Boost SEO ROI by 400% With MS Excel
I'm not kidding. The way to do this is by calculating the present value of future cash flows you are generating for a client. If a client is running a PPC or banner campaign they see a big boost in traffic and then when the campaign ends, most of the traffic disappears. However, SEO campaigns work very differently. If you boost a client's average monthly traffic level by 20% that growth would likely be sustained into the future if they ended the campaign. There could be a slight drop off, but for the most part the site would hold at the new traffic level.
So why aren't you taking any credit for cash flow being generated in the future? If you've created more traffic, and in turn more revenue, you are selling yourself short by not integrating the concept of present value into your ROI calculations.
Here's how it works:
- Find the site's average level of traffic before the campaign.
- Forecast this forward. If you've got the skills use a straight line or weighted regression model to do this more accurately.
- Use the site's average conversion rate to forecast "flat" revenue moving forward. You can also just start by forecasting revenue instead of traffic. Either way, you need to arrive at a relatively accurate revenue forecast.
- Now, you've been running your campaign for 9 months, and if you know what you are doing, you have some traffic or revenue growth to show for it. Let's assume this growth is 20% both in traffic and revenue.
- When you're putting the next report together you need to use future present value calculations and/or a terminal value to calculate the present value of those future cash flows. I'll give an example below.
How To Calculate Present and Terminal Values
We will now create up fictitious campaign for an example. We are going to assume the site we are working with received 50K visits a month and converted at 4% before the campaign. The value of each conversion is 30$. This means the site was making 60K a month in revenue.
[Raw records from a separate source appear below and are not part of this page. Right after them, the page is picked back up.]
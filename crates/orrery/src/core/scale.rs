//! Maps astronomical magnitudes (km, millions of km) into render units.
//!
//! Compressed mode keeps every body and orbit legible at once. Realistic mode
//! applies one tiny linear factor to both radii and distances, so orbits
//! spread out while the bodies themselves shrink below a pixel.

use serde::{Deserialize, Serialize};

/// Active scale mode.
#[derive(Debug, Clone, Copy, PartialEq, Eq, Default, Serialize, Deserialize)]
#[serde(rename_all = "snake_case")]
pub enum ScaleMode {
    #[default]
    Compressed,
    Realistic,
}

impl ScaleMode {
    /// Decode a numeric mode from the UI layer (0 = compressed, 1 = realistic).
    /// Anything else is unrecognized.
    pub fn from_code(code: f32) -> Option<Self> {
        if code == 0.0 {
            Some(Self::Compressed)
        } else if code == 1.0 {
            Some(Self::Realistic)
        } else {
            None
        }
    }

    pub fn code(self) -> f32 {
        match self {
            Self::Compressed => 0.0,
            Self::Realistic => 1.0,
        }
    }

    pub fn toggled(self) -> Self {
        match self {
            Self::Compressed => Self::Realistic,
            Self::Realistic => Self::Compressed,
        }
    }
}

/// Tunable scale constants.
#[derive(Debug, Clone, PartialEq, Serialize, Deserialize)]
#[serde(default)]
pub struct ScaleParams {
    /// Reference diameter (km) that maps to `compressed_unit_radius`.
    pub earth_diameter: f64,
    /// Render radius of an Earth-sized body in compressed mode.
    pub compressed_unit_radius: f64,
    /// Render units per million km in compressed mode.
    pub compressed_distance_factor: f64,
    /// Fixed star radius in compressed mode (a proportional Sun would swallow Mercury).
    pub compressed_star_radius: f64,
    /// Render units per km in realistic mode, for radii and distances alike.
    /// At the default, realistic orbits are three times the compressed ones.
    pub realistic_factor: f64,
}

impl Default for ScaleParams {
    fn default() -> Self {
        Self {
            earth_diameter: 12756.0,
            compressed_unit_radius: 0.1,
            compressed_distance_factor: 0.01,
            compressed_star_radius: 0.5,
            realistic_factor: 3.0e-8,
        }
    }
}

impl ScaleParams {
    /// Names the first non-positive or non-finite factor, if any.
    pub fn invalid_field(&self) -> Option<(&'static str, f64)> {
        [
            ("scale.earth_diameter", self.earth_diameter),
            ("scale.compressed_unit_radius", self.compressed_unit_radius),
            ("scale.compressed_distance_factor", self.compressed_distance_factor),
            ("scale.compressed_star_radius", self.compressed_star_radius),
            ("scale.realistic_factor", self.realistic_factor),
        ]
        .into_iter()
        .find(|&(_, v)| !(v.is_finite() && v > 0.0))
    }
}

const KM_PER_MILLION_KM: f64 = 1.0e6;

/// Scale mode plus its parameters. Pure functions of the current mode.
#[derive(Debug, Clone, PartialEq)]
pub struct ScalePolicy {
    mode: ScaleMode,
    params: ScaleParams,
}

impl ScalePolicy {
    pub fn new(mode: ScaleMode, params: ScaleParams) -> Self {
        Self { mode, params }
    }

    pub fn mode(&self) -> ScaleMode {
        self.mode
    }

    /// Switch mode. Returns true if the mode actually changed.
    pub fn set_mode(&mut self, mode: ScaleMode) -> bool {
        let changed = self.mode != mode;
        self.mode = mode;
        changed
    }

    pub fn params(&self) -> &ScaleParams {
        &self.params
    }

    /// Render radius for a body of the given diameter (km).
    pub fn radius_for_diameter(&self, diameter: f64) -> f64 {
        match self.mode {
            ScaleMode::Compressed => {
                diameter / self.params.earth_diameter * self.params.compressed_unit_radius
            }
            ScaleMode::Realistic => diameter * 0.5 * self.params.realistic_factor,
        }
    }

    /// Render orbit radius for a distance from the star (millions of km).
    pub fn radius_for_distance(&self, distance: f64) -> f64 {
        match self.mode {
            ScaleMode::Compressed => distance * self.params.compressed_distance_factor,
            ScaleMode::Realistic => distance * KM_PER_MILLION_KM * self.params.realistic_factor,
        }
    }

    /// Render radius for the star.
    pub fn star_radius(&self, diameter: f64) -> f64 {
        match self.mode {
            ScaleMode::Compressed => self.params.compressed_star_radius,
            ScaleMode::Realistic => self.radius_for_diameter(diameter),
        }
    }
}

impl Default for ScalePolicy {
    fn default() -> Self {
        Self::new(ScaleMode::Compressed, ScaleParams::default())
    }
}

#[cfg(test)]
mod tests {
    use super::*;

    const EPS: f64 = 1e-9;

    #[test]
    fn compressed_earth_is_unit_radius() {
        let policy = ScalePolicy::default();
        assert!((policy.radius_for_diameter(12756.0) - 0.1).abs() < EPS);
        assert!((policy.radius_for_distance(149.6) - 1.496).abs() < EPS);
        assert_eq!(policy.star_radius(1392700.0), 0.5);
    }

    #[test]
    fn realistic_preserves_proportions() {
        let policy = ScalePolicy::new(ScaleMode::Realistic, ScaleParams::default());
        let earth_r = policy.radius_for_diameter(12756.0);
        let earth_orbit = policy.radius_for_distance(149.6);
        // True ratio: 149.6e6 km / 6378 km
        let ratio = earth_orbit / earth_r;
        assert!((ratio - 149.6e6 / 6378.0).abs() / ratio < 1e-9);
        // The star is proportional too
        let sun_r = policy.star_radius(1392700.0);
        assert!((sun_r / earth_r - 1392700.0 / 12756.0).abs() < 1e-6);
    }

    #[test]
    fn modes_produce_distinct_magnitudes() {
        let compressed = ScalePolicy::default();
        let realistic = ScalePolicy::new(ScaleMode::Realistic, ScaleParams::default());

        assert!((compressed.radius_for_distance(778.6) - 7.786).abs() < EPS);
        assert!((realistic.radius_for_distance(778.6) - 23.358).abs() < EPS);

        assert!((compressed.radius_for_diameter(142984.0) - 142984.0 / 12756.0 * 0.1).abs() < EPS);
        assert!((realistic.radius_for_diameter(142984.0) - 71492.0 * 3.0e-8).abs() < 1e-15);

        assert_eq!(compressed.star_radius(1392700.0), 0.5);
        assert!((realistic.star_radius(1392700.0) - 696350.0 * 3.0e-8).abs() < 1e-15);
    }

    #[test]
    fn realistic_planets_are_tiny() {
        let compressed = ScalePolicy::default();
        let realistic = ScalePolicy::new(ScaleMode::Realistic, ScaleParams::default());
        assert!(realistic.radius_for_diameter(4879.0) < compressed.radius_for_diameter(4879.0) / 100.0);
    }

    #[test]
    fn mode_codes() {
        assert_eq!(ScaleMode::from_code(0.0), Some(ScaleMode::Compressed));
        assert_eq!(ScaleMode::from_code(1.0), Some(ScaleMode::Realistic));
        assert_eq!(ScaleMode::from_code(2.0), None);
        assert_eq!(ScaleMode::from_code(f32::NAN), None);
        assert_eq!(ScaleMode::Realistic.toggled(), ScaleMode::Compressed);
    }

    #[test]
    fn set_mode_reports_change() {
        let mut policy = ScalePolicy::default();
        assert!(!policy.set_mode(ScaleMode::Compressed));
        assert!(policy.set_mode(ScaleMode::Realistic));
        assert_eq!(policy.mode(), ScaleMode::Realistic);
    }

    #[test]
    fn invalid_params_detected() {
        assert!(ScaleParams::default().invalid_field().is_none());
        let params = ScaleParams { realistic_factor: 0.0, ..Default::default() };
        assert_eq!(params.invalid_field(), Some(("scale.realistic_factor", 0.0)));
    }
}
We are going to assume that we have been optimizing for 9 months and have grown traffic by 20%. Traffic is now at 60K per month. We'll assume that if the client we're to cancel today, the traffic would remain at 60K per month for the foreseeable future. That means at the 4% conversion rate, with $30 conversions the new level of revenue is 72K per month. This is an increase of 12,000 over the pre-campaign revenue level
Usually the SEO would simply say that they increased ROI by 20% (as long as they are not being shady and taking credit for the client's existing traffic) or 12K in revenue. This is wrong. Let's apply the present value calculation to this scenario and really crank up the ROI. The basic PV (Present Value) calculation for this is:
PV = FV / (1 + i)^n
Using this method would require this calculation to be applied to each future cash flow and then sum them together. The good news is that Excel makes a handy formula that makes this calculation much simpler.
In Excel, just use this formula: =Present Cash Flow + NPV(Interest Rate, Range of Cells Containing future cash flows)
The result of this calculation is $59,332 vs the $12,000 calculation performed previously. That's about a 400% increase in ROI and is much easier than building links :)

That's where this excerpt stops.